START RECORDS TO PROCESS

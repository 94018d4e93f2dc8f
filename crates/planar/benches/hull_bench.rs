//! Criterion benchmarks for hull construction and containment.
//! Focus sizes: n in {16, 128, 1024, 8192}.
//! Results: by default under target/criterion; to store under data/bench, run:
//!   CARGO_TARGET_DIR=data/bench cargo bench -p planar

use criterion::{criterion_group, criterion_main, BatchSize, BenchmarkId, Criterion};
use planar::rand::{draw_point_cloud, draw_polygon_radial, RadialCfg, ReplayToken};
use planar::{build_convex_hull, Point};

fn bench_hull(c: &mut Criterion) {
    let mut group = c.benchmark_group("hull");
    for &n in &[16usize, 128, 1024, 8192] {
        group.bench_with_input(BenchmarkId::new("point_cloud", n), &n, |b, &n| {
            b.iter_batched(
                || draw_point_cloud(n, 1.0, ReplayToken::new(43, n as u64)),
                |pts| {
                    let _hull = build_convex_hull(pts).unwrap();
                },
                BatchSize::SmallInput,
            )
        });
    }
    group.finish();
}

fn bench_contains(c: &mut Criterion) {
    let mut group = c.benchmark_group("polygon");
    for &n in &[16usize, 128, 1024] {
        let cfg = RadialCfg {
            vertices: n..=n,
            radius_jitter: 0.0,
        };
        let poly = draw_polygon_radial(&cfg, ReplayToken::new(44, n as u64)).unwrap();
        let probes = draw_point_cloud(256, 1.2, ReplayToken::new(45, n as u64));
        group.bench_with_input(BenchmarkId::new("is_point_inside", n), &n, |b, _| {
            b.iter(|| probes.iter().filter(|&&p| poly.is_point_inside(p)).count())
        });
        group.bench_with_input(BenchmarkId::new("construct", n), &n, |b, _| {
            b.iter_batched(
                || poly.vertices().to_vec(),
                |verts: Vec<Point>| {
                    let _p = planar::Polygon::new(verts).unwrap();
                },
                BatchSize::SmallInput,
            )
        });
    }
    group.finish();
}

criterion_group!(benches, bench_hull, bench_contains);
criterion_main!(benches);
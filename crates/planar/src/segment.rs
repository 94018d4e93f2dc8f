use crate::point::Point;

/// True iff `p` lies on the closed segment `segment.0 -- segment.1`.
///
/// Collinearity is exact (cross product `== 0.0`). The extent check runs on the
/// axis along which the segment is longer, so vertical and horizontal segments
/// both use a non-degenerate range; endpoints may be given in either order.
///
/// A zero-length segment reduces to coordinate equality on the x axis only.
pub fn is_point_on_segment(p: Point, segment: (Point, Point)) -> bool {
    let (a, b) = segment;
    let d = p - a;
    let line = b - a;
    if d.perp(&line) != 0.0 {
        return false;
    }
    if line.x.abs() >= line.y.abs() {
        within(p.x, a.x, b.x)
    } else {
        within(p.y, a.y, b.y)
    }
}

#[inline]
fn within(v: f64, from: f64, to: f64) -> bool {
    if to > from {
        from <= v && v <= to
    } else {
        to <= v && v <= from
    }
}
//! Plain 2D point value.
//!
//! `Point` is the value type passed to every predicate in this crate. It is
//! `Copy`, carries no invariants beyond finite coordinates, and converts to and
//! from `nalgebra::Vector2<f64>` so callers can mix it with linear algebra code.

use nalgebra::Vector2;
use std::fmt;
use std::ops::Sub;

/// Point in the plane with `f64` coordinates.
#[derive(Clone, Copy, Debug, Default, PartialEq)]
pub struct Point {
    pub x: f64,
    pub y: f64,
}

impl Point {
    #[inline]
    pub const fn new(x: f64, y: f64) -> Self {
        Self { x, y }
    }

    #[inline]
    pub fn to_vector(self) -> Vector2<f64> {
        Vector2::new(self.x, self.y)
    }
}

impl From<(f64, f64)> for Point {
    #[inline]
    fn from((x, y): (f64, f64)) -> Self {
        Self { x, y }
    }
}

impl From<[f64; 2]> for Point {
    #[inline]
    fn from([x, y]: [f64; 2]) -> Self {
        Self { x, y }
    }
}

impl From<Vector2<f64>> for Point {
    #[inline]
    fn from(v: Vector2<f64>) -> Self {
        Self { x: v.x, y: v.y }
    }
}

impl From<Point> for Vector2<f64> {
    #[inline]
    fn from(p: Point) -> Self {
        p.to_vector()
    }
}

/// Displacement `self - rhs`.
impl Sub for Point {
    type Output = Vector2<f64>;
    #[inline]
    fn sub(self, rhs: Point) -> Self::Output {
        Vector2::new(self.x - rhs.x, self.y - rhs.y)
    }
}

/// Diagnostic rendering `{x,y}`; not a parseable format.
impl fmt::Display for Point {
    fn fmt(&self, f: &mut fmt::Formatter<'_>) -> fmt::Result {
        write!(f, "{{{},{}}}", self.x, self.y)
    }
}
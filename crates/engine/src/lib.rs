pub mod classifier;
pub mod processor;
pub mod registry;
pub mod state;
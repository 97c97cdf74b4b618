use alloy::primitives::U256;
use chrono::{DateTime, Utc};
use serde::{Deserialize, Serialize};

/// A transaction observed on chain. Never mutated after it is fetched.
#[derive(Debug, Clone, PartialEq, Eq)]
pub struct Transaction {
    pub hash: String,
    /// Sender, lowercase.
    pub from: String,
    /// Recipient, lowercase. `None` for contract creations.
    pub to: Option<String>,
    /// Value in the chain's smallest denomination.
    pub value: U256,
    pub block_number: u64,
    /// Unix seconds.
    pub timestamp: i64,
    /// Raw input payload (hex string).
    pub input: String,
}

impl Transaction {
    /// Whether `address` (lowercase) is the recipient of this transaction.
    pub fn is_incoming_to(&self, address: &str) -> bool {
        self.to.as_deref() == Some(address)
    }
}

/// Per-address burst tracking state.
#[derive(Debug, Clone, Default, PartialEq, Eq, Serialize, Deserialize)]
pub struct WalletState {
    /// Current classification.
    pub is_bursting: bool,
    /// Block number of the most recent transaction considered.
    pub last_tx_block: u64,
    /// Hash of the transaction that triggered the last alert.
    pub last_notified_hash: Option<String>,
    /// Unix seconds of the last transition; 0 before the first one.
    pub last_state_change_time: i64,
}

/// Outcome of one classification call.
#[derive(Debug, Clone, Copy, PartialEq, Eq, Serialize, Deserialize)]
#[serde(rename_all = "snake_case")]
pub enum BurstTransition {
    NoChange,
    BurstStarted,
    BurstStopped,
}

impl BurstTransition {
    pub fn is_change(&self) -> bool {
        !matches!(self, BurstTransition::NoChange)
    }
}

impl std::fmt::Display for BurstTransition {
    fn fmt(&self, f: &mut std::fmt::Formatter<'_>) -> std::fmt::Result {
        match self {
            BurstTransition::NoChange => write!(f, "no_change"),
            BurstTransition::BurstStarted => write!(f, "burst_started"),
            BurstTransition::BurstStopped => write!(f, "burst_stopped"),
        }
    }
}

/// A tracked address and its display label.
#[derive(Debug, Clone, PartialEq, Eq, Serialize, Deserialize)]
pub struct TrackedAddress {
    pub address: String,
    pub label: String,
}

/// Alert color, mapped to an embed color by the sink.
#[derive(Debug, Clone, Copy, PartialEq, Eq, Serialize, Deserialize)]
#[serde(rename_all = "lowercase")]
pub enum AlertColor {
    Alert,
    Clear,
}

impl std::fmt::Display for AlertColor {
    fn fmt(&self, f: &mut std::fmt::Formatter<'_>) -> std::fmt::Result {
        match self {
            AlertColor::Alert => write!(f, "alert"),
            AlertColor::Clear => write!(f, "clear"),
        }
    }
}

/// One name/value row of a notification.
#[derive(Debug, Clone, PartialEq, Eq, Serialize, Deserialize)]
pub struct NotificationField {
    pub name: String,
    pub value: String,
    pub inline: bool,
}

impl NotificationField {
    pub fn new(name: impl Into<String>, value: impl Into<String>, inline: bool) -> Self {
        Self {
            name: name.into(),
            value: value.into(),
            inline,
        }
    }
}

/// Human-readable notification payload ready for delivery.
#[derive(Debug, Clone, Serialize, Deserialize)]
pub struct NotificationPayload {
    /// Short title (e.g., "Burst Started")
    pub title: String,
    /// Structured body rows
    pub fields: Vec<NotificationField>,
    pub color: AlertColor,
    pub timestamp: DateTime<Utc>,
}

impl NotificationPayload {
    /// Look up a field value by name.
    pub fn field(&self, name: &str) -> Option<&str> {
        self.fields
            .iter()
            .find(|f| f.name == name)
            .map(|f| f.value.as_str())
    }
}
use std::time::Duration;

use serde::Deserialize;

/// Global application configuration loaded from environment variables.
#[derive(Debug, Clone, Deserialize)]
pub struct AppConfig {
    /// Etherscan-compatible explorer API base URL
    pub explorer_api_url: String,

    /// Pool of explorer API keys, rotated round-robin
    pub explorer_api_keys: Vec<String>,

    /// Minimum spacing between two uses of the same API key (default: 200)
    pub key_spacing_ms: u64,

    /// Number of recent transactions requested per address (default: 50)
    pub fetch_limit: u32,

    /// Retries after the first failed upstream attempt (default: 3)
    pub fetch_max_retries: u32,

    /// Linear backoff step between retries in milliseconds (default: 1000)
    pub fetch_retry_base_delay_ms: u64,

    /// Per-request timeout in milliseconds (default: 10000)
    pub fetch_timeout_ms: u64,

    /// Delay between poll ticks in milliseconds (default: 1000)
    pub poll_interval_ms: u64,

    /// Interval of the bursting-address summary sweep in seconds (default: 300)
    pub summary_interval_secs: u64,

    /// Maximum concurrent address fetches per tick. `None` means all at once.
    pub fan_out_limit: Option<usize>,

    /// Chain height used when the height fetch fails and no wallet has been observed yet
    pub height_floor: Option<u64>,

    /// Webhook URL for alert delivery. Alerts are only logged when unset.
    pub webhook_url: Option<String>,

    /// Path of the JSON address registry
    pub registry_path: String,

    /// Bind address of the command API
    pub api_bind_addr: String,
}

impl AppConfig {
    /// Load configuration from environment variables.
    pub fn from_env() -> anyhow::Result<Self> {
        dotenvy::dotenv().ok();

        let explorer_api_keys = parse_key_list(
            &std::env::var("EXPLORER_API_KEYS")
                .map_err(|_| anyhow::anyhow!("EXPLORER_API_KEYS environment variable is required"))?,
        );
        if explorer_api_keys.is_empty() {
            anyhow::bail!("EXPLORER_API_KEYS must contain at least one key");
        }

        let config = Self {
            explorer_api_url: std::env::var("EXPLORER_API_URL")
                .unwrap_or_else(|_| "https://api.etherscan.io/api".to_string()),
            explorer_api_keys,
            key_spacing_ms: std::env::var("KEY_SPACING_MS")
                .unwrap_or_else(|_| "200".to_string())
                .parse()
                .map_err(|_| anyhow::anyhow!("KEY_SPACING_MS must be a valid u64"))?,
            fetch_limit: std::env::var("FETCH_LIMIT")
                .unwrap_or_else(|_| "50".to_string())
                .parse()
                .map_err(|_| anyhow::anyhow!("FETCH_LIMIT must be a valid u32"))?,
            fetch_max_retries: std::env::var("FETCH_MAX_RETRIES")
                .unwrap_or_else(|_| "3".to_string())
                .parse()
                .map_err(|_| anyhow::anyhow!("FETCH_MAX_RETRIES must be a valid u32"))?,
            fetch_retry_base_delay_ms: std::env::var("FETCH_RETRY_BASE_DELAY_MS")
                .unwrap_or_else(|_| "1000".to_string())
                .parse()
                .map_err(|_| anyhow::anyhow!("FETCH_RETRY_BASE_DELAY_MS must be a valid u64"))?,
            fetch_timeout_ms: std::env::var("FETCH_TIMEOUT_MS")
                .unwrap_or_else(|_| "10000".to_string())
                .parse()
                .map_err(|_| anyhow::anyhow!("FETCH_TIMEOUT_MS must be a valid u64"))?,
            poll_interval_ms: std::env::var("POLL_INTERVAL_MS")
                .unwrap_or_else(|_| "1000".to_string())
                .parse()
                .map_err(|_| anyhow::anyhow!("POLL_INTERVAL_MS must be a valid u64"))?,
            summary_interval_secs: std::env::var("SUMMARY_INTERVAL_SECS")
                .unwrap_or_else(|_| "300".to_string())
                .parse()
                .map_err(|_| anyhow::anyhow!("SUMMARY_INTERVAL_SECS must be a valid u64"))?,
            fan_out_limit: std::env::var("FAN_OUT_LIMIT")
                .ok()
                .map(|v| v.parse())
                .transpose()
                .map_err(|_| anyhow::anyhow!("FAN_OUT_LIMIT must be a valid usize"))?,
            height_floor: std::env::var("HEIGHT_FLOOR")
                .ok()
                .map(|v| v.parse())
                .transpose()
                .map_err(|_| anyhow::anyhow!("HEIGHT_FLOOR must be a valid u64"))?,
            webhook_url: std::env::var("WEBHOOK_URL").ok().filter(|v| !v.is_empty()),
            registry_path: std::env::var("REGISTRY_PATH")
                .unwrap_or_else(|_| "wallets.json".to_string()),
            api_bind_addr: std::env::var("API_BIND_ADDR")
                .unwrap_or_else(|_| "0.0.0.0:3000".to_string()),
        };
        config.validate()?;
        Ok(config)
    }

    /// Reject values that parse but cannot drive the poller.
    pub fn validate(&self) -> anyhow::Result<()> {
        if self.fetch_limit == 0 {
            anyhow::bail!("FETCH_LIMIT must be greater than 0");
        }
        if self.summary_interval_secs == 0 {
            anyhow::bail!("SUMMARY_INTERVAL_SECS must be greater than 0");
        }
        if self.fan_out_limit == Some(0) {
            anyhow::bail!("FAN_OUT_LIMIT must be greater than 0 when set");
        }
        Ok(())
    }

    pub fn key_spacing(&self) -> Duration {
        Duration::from_millis(self.key_spacing_ms)
    }

    pub fn retry_base_delay(&self) -> Duration {
        Duration::from_millis(self.fetch_retry_base_delay_ms)
    }

    pub fn fetch_timeout(&self) -> Duration {
        Duration::from_millis(self.fetch_timeout_ms)
    }

    pub fn poll_interval(&self) -> Duration {
        Duration::from_millis(self.poll_interval_ms)
    }

    pub fn summary_interval(&self) -> Duration {
        Duration::from_secs(self.summary_interval_secs)
    }
}

/// Split a comma-separated key list, dropping blanks.
fn parse_key_list(raw: &str) -> Vec<String> {
    raw.split(',')
        .map(str::trim)
        .filter(|k| !k.is_empty())
        .map(str::to_string)
        .collect()
}
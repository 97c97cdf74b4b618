//! Notification delivery.
//!
//! Delivery is best-effort and at-most-once: callers log a failed `post` and
//! move on, nothing here retries.

pub mod webhook;

use async_trait::async_trait;

use burstwatch_common::error::AppError;
use burstwatch_common::types::NotificationPayload;

pub use webhook::WebhookSink;

/// Destination for alert notifications.
#[async_trait]
pub trait NotificationSink: Send + Sync {
    async fn post(&self, payload: &NotificationPayload) -> Result<(), AppError>;
}

/// Sink that only writes notifications to the log. Used when no webhook is configured.
#[derive(Debug, Default, Clone)]
pub struct LogSink;

#[async_trait]
impl NotificationSink for LogSink {
    async fn post(&self, payload: &NotificationPayload) -> Result<(), AppError> {
        let body = payload
            .fields
            .iter()
            .map(|f| format!("{}: {}", f.name, f.value))
            .collect::<Vec<_>>()
            .join(" | ");

        tracing::info!(
            title = %payload.title,
            color = %payload.color,
            timestamp = %payload.timestamp,
            body = %body,
            "Notification"
        );
        Ok(())
    }
}
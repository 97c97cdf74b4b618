//! Address canonicalization.
//!
//! Addresses are case-insensitive on chain (EIP-55 only adds a checksum via
//! casing), so every internal lookup keys on the lowercase `0x`-prefixed form.

use std::str::FromStr;

use alloy::primitives::Address;

use crate::error::AppError;

/// Validate an address and return its canonical lowercase form.
///
/// Rejects anything that is not `0x` followed by 40 hex digits.
pub fn canonicalize(raw: &str) -> Result<String, AppError> {
    let trimmed = raw.trim();
    if !(trimmed.starts_with("0x") || trimmed.starts_with("0X")) {
        return Err(AppError::Validation(format!(
            "Address must start with 0x: {trimmed}"
        )));
    }

    let address = Address::from_str(&trimmed[2..])
        .map_err(|e| AppError::Validation(format!("Invalid address {trimmed}: {e}")))?;

    Ok(format!("{:#x}", address))
}

/// Lowercase an address already known to be well-formed (e.g. from upstream data).
pub fn normalize(address: &str) -> String {
    address.trim().to_ascii_lowercase()
}

#[cfg(test)]
mod tests {
    use super::*;

    #[test]
    fn test_canonicalize_lowercases_checksummed_address() {
        let canonical = canonicalize("0xAb5801a7D398351b8bE11C439e05C5B3259aeC9B").unwrap();
        assert_eq!(canonical, "0xab5801a7d398351b8be11c439e05c5b3259aec9b");
    }

    #[test]
    fn test_canonicalize_trims_whitespace() {
        let canonical = canonicalize("  0x0000000000000000000000000000000000001234 ").unwrap();
        assert_eq!(canonical, "0x0000000000000000000000000000000000001234");
    }

    #[test]
    fn test_canonicalize_rejects_missing_prefix() {
        let err = canonicalize("ab5801a7d398351b8be11c439e05c5b3259aec9b").unwrap_err();
        assert!(matches!(err, AppError::Validation(_)));
    }

    #[test]
    fn test_canonicalize_rejects_wrong_length() {
        assert!(canonicalize("0x1234").is_err());
        assert!(canonicalize("0xab5801a7d398351b8be11c439e05c5b3259aec9b00").is_err());
    }

    #[test]
    fn test_canonicalize_rejects_non_hex() {
        assert!(canonicalize("0xzz5801a7d398351b8be11c439e05c5b3259aec9b").is_err());
    }

    #[test]
    fn test_normalize() {
        assert_eq!(normalize(" 0xABCdef "), "0xabcdef");
    }
}
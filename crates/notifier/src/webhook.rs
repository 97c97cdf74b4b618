//! Discord-compatible webhook sink.
//!
//! Each payload becomes a single embed:
//! `{"embeds":[{"title","color","fields":[{"name","value","inline"}],"timestamp"}]}`.

use std::time::Duration;

use async_trait::async_trait;
use serde::Serialize;

use burstwatch_common::error::AppError;
use burstwatch_common::types::{AlertColor, NotificationField, NotificationPayload};

use crate::NotificationSink;

/// Embed color for alerts (red).
const ALERT_COLOR: u32 = 0xE7_4C_3C;

/// Embed color for all-clear notifications (green).
const CLEAR_COLOR: u32 = 0x2E_CC_71;

/// Embed field values are capped at 1024 characters by Discord.
const MAX_FIELD_VALUE_LEN: usize = 1024;

const DEFAULT_TIMEOUT: Duration = Duration::from_secs(10);

#[derive(Debug, Serialize)]
struct WebhookMessage<'a> {
    embeds: [Embed<'a>; 1],
}

#[derive(Debug, Serialize)]
struct Embed<'a> {
    title: &'a str,
    color: u32,
    fields: Vec<EmbedField<'a>>,
    timestamp: String,
}

#[derive(Debug, Serialize)]
struct EmbedField<'a> {
    name: &'a str,
    value: String,
    inline: bool,
}

impl<'a> From<&'a NotificationField> for EmbedField<'a> {
    fn from(field: &'a NotificationField) -> Self {
        Self {
            name: &field.name,
            value: field.value.chars().take(MAX_FIELD_VALUE_LEN).collect(),
            inline: field.inline,
        }
    }
}

fn embed_color(color: AlertColor) -> u32 {
    match color {
        AlertColor::Alert => ALERT_COLOR,
        AlertColor::Clear => CLEAR_COLOR,
    }
}

/// Posts notifications to a webhook URL.
#[derive(Debug, Clone)]
pub struct WebhookSink {
    client: reqwest::Client,
    url: String,
}

impl WebhookSink {
    pub fn new(url: impl Into<String>) -> Result<Self, AppError> {
        let client = reqwest::Client::builder()
            .timeout(DEFAULT_TIMEOUT)
            .build()
            .map_err(|e| AppError::Config(format!("Failed to build webhook client: {e}")))?;

        Ok(Self {
            client,
            url: url.into(),
        })
    }

    fn message(payload: &NotificationPayload) -> WebhookMessage<'_> {
        WebhookMessage {
            embeds: [Embed {
                title: &payload.title,
                color: embed_color(payload.color),
                fields: payload.fields.iter().map(EmbedField::from).collect(),
                timestamp: payload.timestamp.to_rfc3339(),
            }],
        }
    }
}

#[async_trait]
impl NotificationSink for WebhookSink {
    async fn post(&self, payload: &NotificationPayload) -> Result<(), AppError> {
        let response = self
            .client
            .post(&self.url)
            .json(&Self::message(payload))
            .send()
            .await
            .map_err(|e| AppError::Notification(format!("Webhook request failed: {e}")))?;

        let status = response.status();
        if !status.is_success() {
            return Err(AppError::Notification(format!(
                "Webhook returned status {}",
                status.as_u16()
            )));
        }

        tracing::debug!(title = %payload.title, "Webhook notification delivered");
        Ok(())
    }
}
use axum::Json;
use axum::http::StatusCode;
use axum::response::{IntoResponse, Response};
use serde_json::json;
use thiserror::Error;

/// Common error types used across the application.
#[derive(Debug, Error)]
pub enum AppError {
    #[error("Upstream error: {0}")]
    Upstream(String),

    #[error("Request timed out after {0} ms")]
    Timeout(u64),

    #[error("Configuration error: {0}")]
    Config(String),

    #[error("Validation error: {0}")]
    Validation(String),

    #[error("Notification delivery error: {0}")]
    Notification(String),

    #[error("I/O error: {0}")]
    Io(#[from] std::io::Error),

    #[error("Serialization error: {0}")]
    Serialization(#[from] serde_json::Error),

    #[error("Not found: {0}")]
    NotFound(String),

    #[error("Internal error: {0}")]
    Internal(String),
}

impl IntoResponse for AppError {
    fn into_response(self) -> Response {
        let (status, message) = match &self {
            AppError::Upstream(_) => (StatusCode::BAD_GATEWAY, self.to_string()),
            AppError::Timeout(_) => (StatusCode::GATEWAY_TIMEOUT, self.to_string()),
            AppError::Notification(_) => (StatusCode::BAD_GATEWAY, self.to_string()),
            AppError::Config(msg) => (StatusCode::INTERNAL_SERVER_ERROR, msg.clone()),
            AppError::Validation(msg) => (StatusCode::BAD_REQUEST, msg.clone()),
            AppError::Io(_) => (StatusCode::INTERNAL_SERVER_ERROR, self.to_string()),
            AppError::Serialization(_) => (StatusCode::INTERNAL_SERVER_ERROR, self.to_string()),
            AppError::NotFound(msg) => (StatusCode::NOT_FOUND, msg.clone()),
            AppError::Internal(msg) => (StatusCode::INTERNAL_SERVER_ERROR, msg.clone()),
        };

        let body = json!({ "error": message });
        (status, Json(body)).into_response()
    }
}
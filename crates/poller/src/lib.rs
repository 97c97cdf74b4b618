pub mod fetcher;
pub mod rate_limiter;
pub mod scheduler;
pub mod source;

END RECORDS TO PROCESS

## [WORK INSTRUCTION]
Going down the listing above, begin printing at the line with "use super::*;" and finish with the line with "Each payload becomes", exactly as they appear.

## [ANSWER BOX]
    use super::*;

    #[test]
    fn test_canonicalize_lowercases_checksummed_address() {
        let canonical = canonicalize("0xAb5801a7D398351b8bE11C439e05C5B3259aeC9B").unwrap();
        assert_eq!(canonical, "0xab5801a7d398351b8be11c439e05c5b3259aec9b");
    }

    #[test]
    fn test_canonicalize_trims_whitespace() {
        let canonical = canonicalize("  0x0000000000000000000000000000000000001234 ").unwrap();
        assert_eq!(canonical, "0x0000000000000000000000000000000000001234");
    }

    #[test]
    fn test_canonicalize_rejects_missing_prefix() {
        let err = canonicalize("ab5801a7d398351b8be11c439e05c5b3259aec9b").unwrap_err();
        assert!(matches!(err, AppError::Validation(_)));
    }

    #[test]
    fn test_canonicalize_rejects_wrong_length() {
        assert!(canonicalize("0x1234").is_err());
        assert!(canonicalize("0xab5801a7d398351b8be11c439e05c5b3259aec9b00").is_err());
    }

    #[test]
    fn test_canonicalize_rejects_non_hex() {
        assert!(canonicalize("0xzz5801a7d398351b8be11c439e05c5b3259aec9b").is_err());
    }

    #[test]
    fn test_normalize() {
        assert_eq!(normalize(" 0xABCdef "), "0xabcdef");
    }
}
filename crates/notifier/src/webhook.rs
repository 97c97cdf74b4b618
//! Discord-compatible webhook sink.
//!
//! Each payload becomes a single embed:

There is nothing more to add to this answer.